Assignment - Exactly reproduce the data from its first line through the line with "use url::Url;", leaving out every line after it.

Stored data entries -

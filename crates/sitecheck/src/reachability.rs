//! Static reachability checks over plain HTTP
//!
//! Pages are fetched with `reqwest` and their markup walked with `kuchiki`
//! selectors. Reference checks (links, images, scripts) collect every
//! failure on a page before reporting.

use std::collections::HashSet;
use std::time::Duration;

use kuchiki::traits::TendrilSink;
use once_cell::sync::Lazy;
use regex::Regex;
use reqwest::{Client, StatusCode};
use tracing::{debug, warn};
use url::Url;

use crate::config::HttpSettings;
use crate::ensure;
use crate::error::{CheckError, CheckResult};

/// Statuses accepted from third-party sites; 999 is LinkedIn's bot wall.
pub const EXTERNAL_OK_STATUSES: [u16; 7] = [200, 301, 302, 303, 307, 308, 999];

/// Minimum body length for a page to count as having content
pub const MIN_PAGE_LENGTH: usize = 100;

static SHELL_TAGS: Lazy<Vec<(&'static str, Regex)>> = Lazy::new(|| {
    ["html", "head", "body", "title"]
        .into_iter()
        .filter_map(|tag| {
            Regex::new(&format!(r"(?i)<{}[\s>/]", tag))
                .ok()
                .map(|re| (tag, re))
        })
        .collect()
});

/// How an `href` found on a page is treated by the link check
#[derive(Debug, Clone, PartialEq, Eq)]
pub enum LinkKind {
    External,
    Mailto,
    Tel,
    /// Same-page anchor, including an empty href after the anchor is cut
    Anchor,
    /// Internal reference with any `#fragment` removed
    Internal(String),
}

pub fn classify_link(href: &str) -> LinkKind {
    if href.starts_with("http://") || href.starts_with("https://") {
        return LinkKind::External;
    }
    if href.starts_with("mailto:") {
        return LinkKind::Mailto;
    }
    if href.starts_with("tel:") {
        return LinkKind::Tel;
    }

    let path = href.split('#').next().unwrap_or_default();
    if path.is_empty() {
        LinkKind::Anchor
    } else {
        LinkKind::Internal(path.to_string())
    }
}

/// Local references a page can carry
#[derive(Debug, Clone, Copy, PartialEq, Eq)]
pub enum Reference {
    Images,
    Scripts,
}

impl Reference {
    fn selector(&self) -> &'static str {
        match self {
            Reference::Images => "img[src]",
            Reference::Scripts => "script[src]",
        }
    }

    pub fn as_str(&self) -> &'static str {
        match self {
            Reference::Images => "images",
            Reference::Scripts => "scripts",
        }
    }
}

#[derive(Debug, Clone, Copy, PartialEq, Eq)]
pub enum MetaTag {
    Description,
    Viewport,
    Charset,
}

impl MetaTag {
    fn selector(&self) -> &'static str {
        match self {
            MetaTag::Description => r#"meta[name="description"]"#,
            MetaTag::Viewport => r#"meta[name="viewport"]"#,
            MetaTag::Charset => "meta[charset]",
        }
    }

    pub fn as_str(&self) -> &'static str {
        match self {
            MetaTag::Description => "description",
            MetaTag::Viewport => "viewport",
            MetaTag::Charset => "charset",
        }
    }

    pub fn all() -> [MetaTag; 3] {
        [MetaTag::Description, MetaTag::Viewport, MetaTag::Charset]
    }
}

/// Values of `attr` on every element matching `selector`
pub fn attribute_values(html: &str, selector: &str, attr: &str) -> Vec<String> {
    let document = kuchiki::parse_html().one(html);
    let Ok(matches) = document.select(selector) else {
        warn!("Invalid selector: {}", selector);
        return Vec::new();
    };
    matches
        .filter_map(|m| {
            let attributes = m.attributes.borrow();
            attributes.get(attr).map(String::from)
        })
        .collect()
}

pub fn has_element(html: &str, selector: &str) -> bool {
    let document = kuchiki::parse_html().one(html);
    document.select_first(selector).is_ok()
}

/// Shell tags absent from the raw source.
///
/// The HTML parser synthesizes missing `html`/`head`/`body`, so presence is
/// checked on the source text.
pub fn missing_shell_tags(source: &str) -> Vec<&'static str> {
    SHELL_TAGS
        .iter()
        .filter(|(_, re)| !re.is_match(source))
        .map(|(tag, _)| *tag)
        .collect()
}

/// Whether a host blocks HEAD requests and needs a GET
pub fn requires_get(url: &Url) -> bool {
    let host = url.host_str().unwrap_or_default();
    ["linkedin.com", "github.com"]
        .iter()
        .any(|domain| host == *domain || host.ends_with(&format!(".{}", domain)))
}

#[derive(Debug)]
pub struct FetchedPage {
    pub url: Url,
    pub status: StatusCode,
    pub body: String,
}

/// HTTP checks against the local server and third-party resources
#[derive(Debug, Clone)]
pub struct LinkChecker {
    base_url: Url,
    client: Client,
    external: Client,
}

impl LinkChecker {
    pub fn new(base_url: &str, settings: &HttpSettings) -> CheckResult<Self> {
        let client = Client::builder()
            .timeout(Duration::from_secs(settings.timeout_secs))
            .build()?;
        let external = Client::builder()
            .timeout(Duration::from_secs(settings.external_timeout_secs))
            .user_agent(settings.user_agent.clone())
            .build()?;

        Ok(Self {
            base_url: Url::parse(base_url)?,
            client,
            external,
        })
    }

    pub fn url_for(&self, target: &str) -> CheckResult<Url> {
        Ok(self.base_url.join(target)?)
    }

    pub async fn fetch(&self, target: &str) -> CheckResult<FetchedPage> {
        let url = self.url_for(target)?;
        let response = self.client.get(url.clone()).send().await?;
        let status = response.status();
        let body = response.text().await?;
        Ok(FetchedPage { url, status, body })
    }

    pub async fn check_status(&self, target: &str) -> CheckResult<()> {
        let page = self.fetch(target).await?;
        ensure!(
            page.status == StatusCode::OK,
            "Page {} returned {}",
            target,
            page.status.as_u16()
        );
        Ok(())
    }

    pub async fn check_content(&self, target: &str) -> CheckResult<()> {
        let page = self.fetch(target).await?;
        ensure!(
            page.body.chars().count() > MIN_PAGE_LENGTH,
            "Page {} has insufficient content ({} characters)",
            target,
            page.body.chars().count()
        );
        Ok(())
    }

    pub async fn check_document_shell(&self, target: &str) -> CheckResult<()> {
        let page = self.fetch(target).await?;
        let missing = missing_shell_tags(&page.body);
        ensure!(
            missing.is_empty(),
            "Page {} missing {}",
            target,
            missing
                .iter()
                .map(|t| format!("<{}>", t))
                .collect::<Vec<_>>()
                .join(", ")
        );
        Ok(())
    }

    pub async fn check_meta(&self, target: &str, tag: MetaTag) -> CheckResult<()> {
        let page = self.fetch(target).await?;
        ensure!(
            has_element(&page.body, tag.selector()),
            "Page {} missing {} meta tag",
            target,
            tag.as_str()
        );
        Ok(())
    }

    /// Every internal link on `target` answers 200.
    ///
    /// Each distinct resolved URL is fetched once; all failures are reported
    /// together.
    pub async fn check_internal_links(&self, target: &str) -> CheckResult<()> {
        let page = self.fetch(target).await?;
        let hrefs = attribute_values(&page.body, "a[href]", "href");

        let mut seen = HashSet::new();
        let mut failures = Vec::new();

        for href in hrefs {
            let LinkKind::Internal(path) = classify_link(&href) else {
                continue;
            };
            let resolved = match page.url.join(&path) {
                Ok(url) => url,
                Err(e) => {
                    failures.push(format!("{} -> {}", path, e));
                    continue;
                }
            };
            if !seen.insert(resolved.clone()) {
                continue;
            }
            if let Some(failure) = self.probe(&path, resolved).await {
                failures.push(failure);
            }
        }

        debug!("{}: checked {} internal link target(s)", target, seen.len());
        broken(target, "internal links", failures)
    }

    /// Local images or scripts referenced by `target` all answer 200.
    pub async fn check_references(&self, target: &str, kind: Reference) -> CheckResult<()> {
        let page = self.fetch(target).await?;
        let sources = attribute_values(&page.body, kind.selector(), "src");

        let mut seen = HashSet::new();
        let mut failures = Vec::new();

        for src in sources {
            if src.starts_with("http://") || src.starts_with("https://") {
                continue;
            }
            let resolved = match page.url.join(&src) {
                Ok(url) => url,
                Err(e) => {
                    failures.push(format!("{} -> {}", src, e));
                    continue;
                }
            };
            if !seen.insert(resolved.clone()) {
                continue;
            }
            if let Some(failure) = self.probe(&src, resolved).await {
                failures.push(failure);
            }
        }

        broken(target, kind.as_str(), failures)
    }

    async fn probe(&self, reference: &str, url: Url) -> Option<String> {
        match self.client.get(url).send().await {
            Ok(resp) if resp.status() == StatusCode::OK => None,
            Ok(resp) => Some(format!("{} -> {}", reference, resp.status().as_u16())),
            Err(e) => Some(format!("{} -> {}", reference, e)),
        }
    }

    /// A site asset answers 200 with a body longer than `min_len` bytes.
    pub async fn check_asset(&self, path: &str, min_len: usize) -> CheckResult<()> {
        let url = self.url_for(path)?;
        let response = self.client.get(url).send().await?;
        let status = response.status();
        ensure!(status == StatusCode::OK, "{} returned {}", path, status.as_u16());

        let bytes = response.bytes().await?;
        ensure!(
            bytes.len() > min_len,
            "{} is too small ({} bytes)",
            path,
            bytes.len()
        );
        Ok(())
    }

    /// A third-party resource is reachable.
    ///
    /// Hosts that reject HEAD get a GET; redirects are followed and any
    /// status in [`EXTERNAL_OK_STATUSES`] is accepted.
    pub async fn check_external(&self, resource: &str) -> CheckResult<()> {
        let url = Url::parse(resource)?;
        let request = if requires_get(&url) {
            self.external.get(url)
        } else {
            self.external.head(url)
        };

        let status = request
            .send()
            .await
            .map_err(|e| {
                CheckError::Assertion(format!(
                    "External resource {} not accessible: {}",
                    resource, e
                ))
            })?
            .status()
            .as_u16();

        ensure!(
            EXTERNAL_OK_STATUSES.contains(&status),
            "External resource {} returned {}",
            resource,
            status
        );
        Ok(())
    }
}

fn broken(page: &str, kind: &str, failures: Vec<String>) -> CheckResult<()> {
    if failures.is_empty() {
        return Ok(());
    }
    Err(CheckError::BrokenReferences {
        page: page.to_string(),
        kind: kind.to_string(),
        failures,
    })
}

#[cfg(test)]
mod tests {
    use super::*;
    use test_case::test_case;

    #[test_case("https://github.com/marcusbakker", LinkKind::External ; "https")]
    #[test_case("http://example.com", LinkKind::External ; "http")]
    #[test_case("mailto:info@example.com", LinkKind::Mailto ; "mailto")]
    #[test_case("tel:+31000000", LinkKind::Tel ; "tel")]
    #[test_case("#contact", LinkKind::Anchor ; "anchor")]
    #[test_case("../index.html#about", LinkKind::Internal("../index.html".into()) ; "path with anchor")]
    #[test_case("/blog/page/2/", LinkKind::Internal("/blog/page/2/".into()) ; "absolute path")]
    fn test_classify_link(href: &str, expected: LinkKind) {
        assert_eq!(classify_link(href), expected);
    }

    #[test_case("https://www.linkedin.com/in/someone", true ; "linkedin subdomain")]
    #[test_case("https://github.com/someone", true ; "github")]
    #[test_case("https://gist.github.com/x", true ; "github subdomain")]
    #[test_case("https://evillinkedin.com/", false ; "lookalike host")]
    #[test_case("https://fonts.googleapis.com/css", false ; "fonts")]
    fn test_requires_get(url: &str, expected: bool) {
        assert_eq!(requires_get(&Url::parse(url).unwrap()), expected);
    }

    #[test]
    fn test_attribute_values() {
        let html = r#"<html><body>
            <a href="/a.html">A</a><a>no href</a><a href="b.html#x">B</a>
            <img src="/images/logo.png" alt="logo"><script src="/assets/js/main.js"></script>
        </body></html>"#;
        assert_eq!(attribute_values(html, "a[href]", "href"), vec!["/a.html", "b.html#x"]);
        assert_eq!(attribute_values(html, "img[src]", "src"), vec!["/images/logo.png"]);
        assert_eq!(attribute_values(html, "script[src]", "src"), vec!["/assets/js/main.js"]);
    }

    #[test]
    fn test_meta_selectors() {
        let html = r#"<html><head><meta charset="utf-8">
            <meta name="viewport" content="width=device-width"></head><body></body></html>"#;
        assert!(has_element(html, MetaTag::Charset.selector()));
        assert!(has_element(html, MetaTag::Viewport.selector()));
        assert!(!has_element(html, MetaTag::Description.selector()));
    }

    #[test]
    fn test_missing_shell_tags_reads_source() {
        assert!(missing_shell_tags(
            "<!DOCTYPE html><HTML lang=en><head><title>x</title></head><body></body></HTML>"
        )
        .is_empty());
        assert_eq!(
            missing_shell_tags("<p>fragment</p>"),
            vec!["html", "head", "body", "title"]
        );
        // <header> is not <head>
        assert_eq!(
            missing_shell_tags("<html><header></header><body><title>t</title></body></html>"),
            vec!["head"]
        );
    }
}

Answer space -
filename crates/sitecheck/src/reachability.rs
//! Static reachability checks over plain HTTP
//!
//! Pages are fetched with `reqwest` and their markup walked with `kuchiki`
//! selectors. Reference checks (links, images, scripts) collect every
//! failure on a page before reporting.

use std::collections::HashSet;
use std::time::Duration;

use kuchiki::traits::TendrilSink;
use once_cell::sync::Lazy;
use regex::Regex;
use reqwest::{Client, StatusCode};
use tracing::{debug, warn};
use url::Url;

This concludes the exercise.